Abstract
Purpose: To evaluate the prevalence of primary bilateral macronodular adrenal hyperplasia (PBMAH) in patients with adrenal incidentalomas (AIs) with subclinical hypercortisolism. Also to analyse the differential phenotype of patients with PBMAH compared to other bilateral adrenal lesions which do not meet PBMAH definition.Methods: Retrospective study of patients with AIs diagnosed in our centre between 2013 and 2019 (n=730). Patients with bilateral disease and associated subclinical hypercortisolism (possible ACS or ACS) were included (n=98).
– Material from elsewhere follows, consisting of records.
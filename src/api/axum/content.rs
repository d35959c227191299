use std::path::Path;
use std::sync::Arc;

use axum::Json;
use axum::extract::State;
use axum::http::StatusCode;
use axum::response::{IntoResponse, Response};
use serde_json::Value;

use super::routes::AppState;
use crate::GateError;

/// The quiz question bank, loaded once and served behind the gate.
#[derive(Debug, Clone)]
pub struct QuestionBank(Arc<Value>);

impl QuestionBank {
    pub fn new(questions: Value) -> Self {
        QuestionBank(Arc::new(questions))
    }

    /// # Errors
    ///
    /// Returns `GateError::ConfigInvalid` if the file is unreadable or not JSON.
    pub fn load(path: impl AsRef<Path>) -> Result<Self, GateError> {
        let path = path.as_ref();
        let content = std::fs::read_to_string(path).map_err(|e| {
            GateError::ConfigInvalid(format!("cannot read {}: {e}", path.display()))
        })?;
        let questions = serde_json::from_str(&content).map_err(|e| {
            GateError::ConfigInvalid(format!("{} is not valid JSON: {e}", path.display()))
        })?;
        Ok(Self::new(questions))
    }

    pub fn as_value(&self) -> &Value {
        &self.0
    }
}

/// Serve the question bank. Only reachable through the gate.
///
/// GET {protected}/questions
pub async fn questions(State(state): State<AppState>) -> Response {
    match state.questions {
        Some(bank) => Json(bank.as_value().clone()).into_response(),
        None => StatusCode::NOT_FOUND.into_response(),
    }
}
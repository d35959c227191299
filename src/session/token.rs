//! Self-contained session tokens.
//!
//! Wire form: `base64url(json(payload)) + "." + base64url(hmac(key, body))`.
//! The MAC covers the exact base64url body string, so the payload is never
//! parsed before its signature has been checked.

use base64::Engine;
use base64::engine::general_purpose::URL_SAFE_NO_PAD;
use chrono::Duration;
use serde::{Deserialize, Serialize};

use crate::crypto::{self, SignatureEncoding};
use crate::{LinkKey, SessionFailure};

/// Current payload version.
pub const TOKEN_VERSION: u32 = 1;

/// Separates body and signature. Not part of the base64url alphabet.
pub const SEPARATOR: char = '.';

/// Signed claims carried by a session token.
///
/// Field order is fixed by the struct declaration, which keeps the
/// serialized body deterministic.
#[derive(Debug, Clone, PartialEq, Eq, Serialize, Deserialize)]
pub struct SessionPayload {
    #[serde(rename = "v")]
    pub version: u32,
    #[serde(rename = "ua")]
    pub client_fingerprint: String,
    #[serde(rename = "iat")]
    pub issued_at: i64,
    #[serde(rename = "exp")]
    pub expires_at: i64,
}

impl SessionPayload {
    pub fn remaining(&self, now: i64) -> i64 {
        self.expires_at - now
    }

    /// Renewal fires once the remaining lifetime has dropped into the window.
    pub fn should_renew(&self, now: i64, renew_window: Duration) -> bool {
        self.remaining(now) <= renew_window.num_seconds()
    }
}

/// A minted session token.
#[derive(Clone, PartialEq, Eq)]
pub struct SessionToken {
    payload: SessionPayload,
    encoded: String,
}

impl std::fmt::Debug for SessionToken {
    fn fmt(&self, f: &mut std::fmt::Formatter<'_>) -> std::fmt::Result {
        f.debug_struct("SessionToken")
            .field("payload", &self.payload)
            .field("encoded", &"[REDACTED]")
            .finish()
    }
}

/// A token split into body and signature, not yet verified.
#[derive(Debug, Clone, Copy, PartialEq, Eq)]
pub struct RawSessionToken<'a> {
    pub body: &'a str,
    pub signature: &'a str,
}

/// Outcome of [`SessionToken::verify`].
#[derive(Debug, Clone, PartialEq, Eq)]
pub enum VerificationResult {
    Valid(SessionPayload),
    BadSignature,
    Malformed,
    Expired,
    FingerprintMismatch,
}

impl VerificationResult {
    pub fn is_valid(&self) -> bool {
        matches!(self, Self::Valid(_))
    }

    /// Converts into the payload, or the failure reason.
    ///
    /// # Errors
    ///
    /// Returns the `SessionFailure` matching a non-`Valid` outcome.
    pub fn into_result(self) -> Result<SessionPayload, SessionFailure> {
        match self {
            Self::Valid(payload) => Ok(payload),
            Self::BadSignature => Err(SessionFailure::BadSignature),
            Self::Malformed => Err(SessionFailure::Malformed),
            Self::Expired => Err(SessionFailure::Expired),
            Self::FingerprintMismatch => Err(SessionFailure::FingerprintMismatch),
        }
    }
}

impl SessionToken {
    /// Mints a token valid from `now` for `ttl`.
    pub fn mint(key: &LinkKey, fingerprint: &str, now: i64, ttl: Duration) -> Self {
        let payload = SessionPayload {
            version: TOKEN_VERSION,
            client_fingerprint: fingerprint.to_owned(),
            issued_at: now,
            expires_at: now.saturating_add(ttl.num_seconds()),
        };
        Self::sign(key, payload)
    }

    /// Mints the replacement for a token in its renewal window.
    ///
    /// The new token keeps the fingerprint and gets a full `ttl` from `now`;
    /// the old expiry is not extended.
    pub fn renew(key: &LinkKey, payload: &SessionPayload, now: i64, ttl: Duration) -> Self {
        Self::mint(key, &payload.client_fingerprint, now, ttl)
    }

    fn sign(key: &LinkKey, payload: SessionPayload) -> Self {
        // Serializing a struct of integers and a string cannot fail.
        #[allow(clippy::expect_used)]
        let json = serde_json::to_vec(&payload).expect("session payload serializes");
        let body = URL_SAFE_NO_PAD.encode(json);
        let signature = crypto::sign(key.secret(), body.as_bytes(), SignatureEncoding::Base64Url);

        Self {
            payload,
            encoded: format!("{body}{SEPARATOR}{signature}"),
        }
    }

    pub fn payload(&self) -> &SessionPayload {
        &self.payload
    }

    /// The cookie value.
    pub fn as_str(&self) -> &str {
        &self.encoded
    }

    /// Splits a raw token on the last separator.
    ///
    /// # Errors
    ///
    /// Returns `SessionFailure::Malformed` if the separator is missing, is the
    /// first character, or leaves an empty signature.
    pub fn parse(raw: &str) -> Result<RawSessionToken<'_>, SessionFailure> {
        match raw.rfind(SEPARATOR) {
            Some(idx) if idx > 0 && idx + 1 < raw.len() => Ok(RawSessionToken {
                body: &raw[..idx],
                signature: &raw[idx + 1..],
            }),
            _ => Err(SessionFailure::Malformed),
        }
    }

    /// Verifies a raw cookie value.
    ///
    /// Checks run in a fixed order and the first failure wins: signature,
    /// payload structure, expiry (`now >= exp` is expired), fingerprint.
    pub fn verify(key: &LinkKey, raw: &str, now: i64, fingerprint: &str) -> VerificationResult {
        let Ok(token) = Self::parse(raw) else {
            return VerificationResult::Malformed;
        };

        if !crypto::verify(
            key.secret(),
            token.body.as_bytes(),
            token.signature,
            SignatureEncoding::Base64Url,
        ) {
            return VerificationResult::BadSignature;
        }

        let Some(payload) = decode_payload(token.body) else {
            return VerificationResult::Malformed;
        };

        if now >= payload.expires_at {
            return VerificationResult::Expired;
        }

        if !crypto::constant_time_str_eq(&payload.client_fingerprint, fingerprint) {
            return VerificationResult::FingerprintMismatch;
        }

        VerificationResult::Valid(payload)
    }
}

fn decode_payload(body: &str) -> Option<SessionPayload> {
    let bytes = URL_SAFE_NO_PAD.decode(body).ok()?;
    serde_json::from_slice(&bytes).ok()
}

#[cfg(test)]
mod tests {
    use super::*;
    use crate::crypto::fingerprint;

    fn key() -> LinkKey {
        LinkKey::new("abc123").unwrap()
    }

    fn fp() -> String {
        fingerprint("Mozilla/5.0 (test)")
    }

    fn signed_body(body: &str) -> String {
        let sig = crypto::sign(key().secret(), body.as_bytes(), SignatureEncoding::Base64Url);
        format!("{body}.{sig}")
    }

    #[test]
    fn test_mint_then_verify_is_valid() {
        let token = SessionToken::mint(&key(), &fp(), 1_000, Duration::hours(12));
        let result = SessionToken::verify(&key(), token.as_str(), 1_000, &fp());
        assert_eq!(result, VerificationResult::Valid(token.payload().clone()));
    }

    #[test]
    fn test_minted_payload_fields() {
        let token = SessionToken::mint(&key(), &fp(), 500, Duration::seconds(60));
        let payload = token.payload();
        assert_eq!(payload.version, TOKEN_VERSION);
        assert_eq!(payload.client_fingerprint, fp());
        assert_eq!(payload.issued_at, 500);
        assert_eq!(payload.expires_at, 560);
    }

    #[test]
    fn test_mint_expiry_saturates() {
        let token = SessionToken::mint(&key(), &fp(), i64::MAX - 10, Duration::hours(1));
        assert_eq!(token.payload().expires_at, i64::MAX);
    }

    #[test]
    fn test_wire_format_field_names_and_order() {
        let token = SessionToken::mint(&key(), "0123456789abcdef", 10, Duration::seconds(5));
        let (body, _) = token.as_str().rsplit_once('.').unwrap();
        let json = String::from_utf8(URL_SAFE_NO_PAD.decode(body).unwrap()).unwrap();
        assert_eq!(json, r#"{"v":1,"ua":"0123456789abcdef","iat":10,"exp":15}"#);
    }

    #[test]
    fn test_parse_splits_on_last_separator() {
        let raw = SessionToken::parse("a.b.c").unwrap();
        assert_eq!(raw.body, "a.b");
        assert_eq!(raw.signature, "c");
    }

    #[test]
    fn test_parse_rejects_missing_or_leading_separator() {
        assert_eq!(SessionToken::parse("nodot"), Err(SessionFailure::Malformed));
        assert_eq!(SessionToken::parse(".sig"), Err(SessionFailure::Malformed));
        assert_eq!(SessionToken::parse("body."), Err(SessionFailure::Malformed));
        assert_eq!(SessionToken::parse(""), Err(SessionFailure::Malformed));
    }

    #[test]
    fn test_flipping_signature_bits_is_bad_signature() {
        let token = SessionToken::mint(&key(), &fp(), 0, Duration::hours(1));
        let (body, sig) = token.as_str().rsplit_once('.').unwrap();
        let mut sig_bytes = URL_SAFE_NO_PAD.decode(sig).unwrap();

        for byte in 0..sig_bytes.len() {
            for bit in 0..8 {
                sig_bytes[byte] ^= 1 << bit;
                let tampered = format!("{body}.{}", URL_SAFE_NO_PAD.encode(&sig_bytes));
                assert_eq!(
                    SessionToken::verify(&key(), &tampered, 0, &fp()),
                    VerificationResult::BadSignature
                );
                sig_bytes[byte] ^= 1 << bit;
            }
        }
    }

    #[test]
    fn test_tampered_body_is_bad_signature() {
        let token = SessionToken::mint(&key(), &fp(), 0, Duration::hours(1));
        let (_, sig) = token.as_str().rsplit_once('.').unwrap();
        let forged = URL_SAFE_NO_PAD.encode(br#"{"v":1,"ua":"x","iat":0,"exp":99999999999}"#);
        assert_eq!(
            SessionToken::verify(&key(), &format!("{forged}.{sig}"), 0, &fp()),
            VerificationResult::BadSignature
        );
    }

    #[test]
    fn test_wrong_key_is_bad_signature() {
        let token = SessionToken::mint(&key(), &fp(), 0, Duration::hours(1));
        let other = LinkKey::new("another-key").unwrap();
        assert_eq!(
            SessionToken::verify(&other, token.as_str(), 0, &fp()),
            VerificationResult::BadSignature
        );
    }

    #[test]
    fn test_signature_checked_before_structure() {
        // Garbage body with a garbage signature reports the signature first
        assert_eq!(
            SessionToken::verify(&key(), "!!!.AAAA", 0, &fp()),
            VerificationResult::BadSignature
        );
    }

    #[test]
    fn test_signed_garbage_is_malformed() {
        let not_base64 = signed_body("!!notbase64!!");
        assert_eq!(
            SessionToken::verify(&key(), &not_base64, 0, &fp()),
            VerificationResult::Malformed
        );

        let not_json = signed_body(&URL_SAFE_NO_PAD.encode(b"plain text"));
        assert_eq!(
            SessionToken::verify(&key(), &not_json, 0, &fp()),
            VerificationResult::Malformed
        );

        let missing_fields = signed_body(&URL_SAFE_NO_PAD.encode(br#"{"v":1}"#));
        assert_eq!(
            SessionToken::verify(&key(), &missing_fields, 0, &fp()),
            VerificationResult::Malformed
        );
    }

    #[test]
    fn test_unparsable_raw_is_malformed() {
        assert_eq!(
            SessionToken::verify(&key(), "no-separator", 0, &fp()),
            VerificationResult::Malformed
        );
    }

    #[test]
    fn test_expiry_boundary_is_expired() {
        let token = SessionToken::mint(&key(), &fp(), 0, Duration::seconds(100));
        assert!(SessionToken::verify(&key(), token.as_str(), 99, &fp()).is_valid());
        assert_eq!(
            SessionToken::verify(&key(), token.as_str(), 100, &fp()),
            VerificationResult::Expired
        );
        assert_eq!(
            SessionToken::verify(&key(), token.as_str(), 101, &fp()),
            VerificationResult::Expired
        );
    }

    #[test]
    fn test_expired_reported_before_fingerprint_mismatch() {
        let token = SessionToken::mint(&key(), &fp(), 0, Duration::seconds(10));
        assert_eq!(
            SessionToken::verify(&key(), token.as_str(), 10, "ffffffffffffffff"),
            VerificationResult::Expired
        );
    }

    #[test]
    fn test_fingerprint_mismatch() {
        let token = SessionToken::mint(&key(), &fp(), 0, Duration::hours(1));
        assert_eq!(
            SessionToken::verify(&key(), token.as_str(), 1, &fingerprint("curl/8.0")),
            VerificationResult::FingerprintMismatch
        );
    }

    #[test]
    fn test_renewal_scenario() {
        let ttl = Duration::seconds(43_200);
        let window = Duration::seconds(7_200);
        let token = SessionToken::mint(&key(), &fp(), 0, ttl);

        let early = SessionToken::verify(&key(), token.as_str(), 1_000, &fp())
            .into_result()
            .unwrap();
        assert!(!early.should_renew(1_000, window));

        let late = SessionToken::verify(&key(), token.as_str(), 40_000, &fp())
            .into_result()
            .unwrap();
        assert!(late.should_renew(40_000, window));

        let renewed = SessionToken::renew(&key(), &late, 40_000, ttl);
        assert_eq!(renewed.payload().issued_at, 40_000);
        assert_eq!(renewed.payload().expires_at, 83_200);
        assert_eq!(renewed.payload().client_fingerprint, fp());
    }

    #[test]
    fn test_should_renew_boundary() {
        let payload = SessionPayload {
            version: 1,
            client_fingerprint: fp(),
            issued_at: 0,
            expires_at: 10_000,
        };
        let window = Duration::seconds(2_000);
        assert!(!payload.should_renew(7_999, window));
        assert!(payload.should_renew(8_000, window));
        assert!(payload.should_renew(9_999, window));
    }

    #[test]
    fn test_into_result_maps_failures() {
        assert_eq!(
            VerificationResult::Expired.into_result(),
            Err(SessionFailure::Expired)
        );
        assert_eq!(
            VerificationResult::BadSignature.into_result(),
            Err(SessionFailure::BadSignature)
        );
    }

    #[test]
    fn test_debug_redacts_encoded_value() {
        let token = SessionToken::mint(&key(), &fp(), 0, Duration::hours(1));
        let debug = format!("{token:?}");
        assert!(!debug.contains(token.as_str()));
    }
}
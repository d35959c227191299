//! Origin policy for inbound entry links.
//!
//! The platform's entry link is only honoured when the click came from an
//! allowed host. The referrer is the primary signal; when the platform strips
//! it, Fetch-Metadata headers describing a user-initiated top-level navigation
//! can stand in, under a configurable [`NavigationPolicy`].

use url::Url;

use crate::GateError;

/// Origin evidence carried by an inbound request.
#[derive(Debug, Clone, Default, PartialEq, Eq)]
pub struct OriginSignal {
    /// `Referer` header.
    pub referrer: Option<String>,
    /// `Sec-Fetch-Site` header.
    pub fetch_site: Option<String>,
    /// `Sec-Fetch-Mode` header.
    pub fetch_mode: Option<String>,
    /// `Sec-Fetch-Dest` header.
    pub fetch_dest: Option<String>,
    /// `Sec-Fetch-User` header.
    pub fetch_user: Option<String>,
}

impl OriginSignal {
    pub fn from_referrer(referrer: impl Into<String>) -> Self {
        Self {
            referrer: Some(referrer.into()),
            ..Default::default()
        }
    }

    fn referrer(&self) -> Option<&str> {
        self.referrer
            .as_deref()
            .map(str::trim)
            .filter(|r| !r.is_empty())
    }
}

/// What to do when no allow-list is configured.
#[derive(Debug, Clone, Copy, PartialEq, Eq, Default)]
pub enum UnconfiguredOriginMode {
    /// Accept any origin (fail-open). Must be chosen explicitly.
    Allow,
    /// Reject every origin (fail-closed).
    #[default]
    Deny,
}

/// Acceptance criteria for the Fetch-Metadata fallback.
///
/// Only consulted when the referrer is missing. The defaults demand evidence
/// of a user-activated, top-level document navigation coming from another
/// site, which a same-origin `fetch()` or an embedded resource cannot produce.
#[derive(Debug, Clone, PartialEq, Eq)]
pub struct NavigationPolicy {
    pub enabled: bool,
    /// Accepted `Sec-Fetch-Site` values.
    pub allowed_sites: Vec<String>,
    /// Require `Sec-Fetch-Dest: document`.
    pub require_document: bool,
    /// Require `Sec-Fetch-User: ?1`.
    pub require_user_activation: bool,
}

impl Default for NavigationPolicy {
    fn default() -> Self {
        Self {
            enabled: true,
            allowed_sites: vec!["cross-site".to_owned(), "same-site".to_owned()],
            require_document: true,
            require_user_activation: true,
        }
    }
}

impl NavigationPolicy {
    pub fn disabled() -> Self {
        Self {
            enabled: false,
            ..Default::default()
        }
    }

    pub fn accepts(&self, signal: &OriginSignal) -> bool {
        if !self.enabled {
            return false;
        }

        let is = |value: &Option<String>, expected: &str| {
            value
                .as_deref()
                .is_some_and(|v| v.trim().eq_ignore_ascii_case(expected))
        };

        if !is(&signal.fetch_mode, "navigate") {
            return false;
        }
        if self.require_document && !is(&signal.fetch_dest, "document") {
            return false;
        }
        if self.require_user_activation && !is(&signal.fetch_user, "?1") {
            return false;
        }

        signal.fetch_site.as_deref().is_some_and(|site| {
            self.allowed_sites
                .iter()
                .any(|allowed| allowed.eq_ignore_ascii_case(site.trim()))
        })
    }
}

#[derive(Debug, Clone, Default, PartialEq, Eq)]
pub struct OriginPolicy {
    /// Allowed hosts; subdomains of each entry are allowed too.
    pub allowed_hosts: Vec<String>,
    pub unconfigured: UnconfiguredOriginMode,
    pub navigation: NavigationPolicy,
}

impl OriginPolicy {
    /// Builds a policy from an allow-list, normalising entries to bare
    /// lowercase hosts. Entries may be given as hosts or as URLs.
    pub fn with_allowed_hosts<I, S>(hosts: I) -> Self
    where
        I: IntoIterator<Item = S>,
        S: AsRef<str>,
    {
        Self {
            allowed_hosts: hosts
                .into_iter()
                .filter_map(|h| normalize_host_entry(h.as_ref()))
                .collect(),
            ..Default::default()
        }
    }

    #[must_use]
    pub fn unconfigured(mut self, mode: UnconfiguredOriginMode) -> Self {
        self.unconfigured = mode;
        self
    }

    #[must_use]
    pub fn navigation(mut self, navigation: NavigationPolicy) -> Self {
        self.navigation = navigation;
        self
    }

    pub fn has_allow_list(&self) -> bool {
        !self.allowed_hosts.is_empty()
    }

    /// Returns true if `host` equals or is a subdomain of an allowed host.
    pub fn host_allowed(&self, host: &str) -> bool {
        let host = host.trim_end_matches('.').to_ascii_lowercase();
        self.allowed_hosts.iter().any(|allowed| {
            host == *allowed
                || host
                    .strip_suffix(allowed.as_str())
                    .is_some_and(|prefix| prefix.ends_with('.'))
        })
    }

    /// Checks an inbound origin signal.
    ///
    /// # Errors
    ///
    /// Returns `GateError::OriginNotAllowed` when the signal is rejected.
    pub fn check(&self, signal: &OriginSignal) -> Result<(), GateError> {
        if !self.has_allow_list() {
            return match self.unconfigured {
                UnconfiguredOriginMode::Allow => Ok(()),
                UnconfiguredOriginMode::Deny => Err(GateError::OriginNotAllowed),
            };
        }

        match signal.referrer() {
            Some(referrer) => match referrer_host(referrer) {
                Some(host) if self.host_allowed(&host) => Ok(()),
                _ => Err(GateError::OriginNotAllowed),
            },
            None if self.navigation.accepts(signal) => Ok(()),
            None => Err(GateError::OriginNotAllowed),
        }
    }
}

/// Extracts the lowercase host of a referrer URL.
pub fn referrer_host(referrer: &str) -> Option<String> {
    let url = Url::parse(referrer).ok()?;
    match url.scheme() {
        "http" | "https" => url.host_str().map(str::to_ascii_lowercase),
        _ => None,
    }
}

fn normalize_host_entry(entry: &str) -> Option<String> {
    let entry = entry.trim();
    if entry.is_empty() {
        return None;
    }
    if entry.contains("://") {
        return referrer_host(entry);
    }
    let host = entry
        .trim_start_matches("*.")
        .trim_start_matches('.')
        .trim_end_matches('.')
        .to_ascii_lowercase();
    (!host.is_empty()).then_some(host)
}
Possible ACS and ACS were defined as a cortisol post-1mg-dexamethasone suppression test (DST)>1.8µg/dl but ≤5.0µg/dl and >5.0µg/dl. without specific clinical signs of Cushing´s syndrome, respectively. PBMAH diagnosis was established in patients with subclinical hypercortisolism, hyperplasia and bilateral adrenal nodules >1cm.Results: PBMAH was confirmed in 31.6% of bilateral AIs with subclinical hypercortisolism. Patients with PBMAH presented a higher prevalence of ACS than non-PBMHA (OR 4.1, 95%CI 1.38-12.09, P=0.010), but differences disappeared after adjusting by tumour size and total adenomatous mass (adjusted OR 2.3, 95%CI=0.65-8.27 and 2.3, 95%CI 0.47-11.21, respectively). However, no significant differences in the cardiometabolic profile of both groups were observed. Tumour size and total adenomatous mass were significantly higher in PBMAH (30.2±12.16 vs 24.3±8.47, P=0.010 and 53.9±20.8 vs 43.3±14.62, P=0.023).Conclusion: PBMAH is common in patients with incidentally detected bilateral adrenals lesions with associated subclinical hypercortisolism. The higher prevalence of ACS in PBMAH compared to non-PBMAH is associated with a higher tumour size and total adenomatous mass in PBMHA, but no differences in the cardiometabolic profile were observed between both groups.
Differential Phenotype of Primary Bilateral Macronodular Adrenal Hyperplasia and Other Bilateral Adrenal Lesions With Associated Subclinical Hypercortisolism. Study of 98 Patients.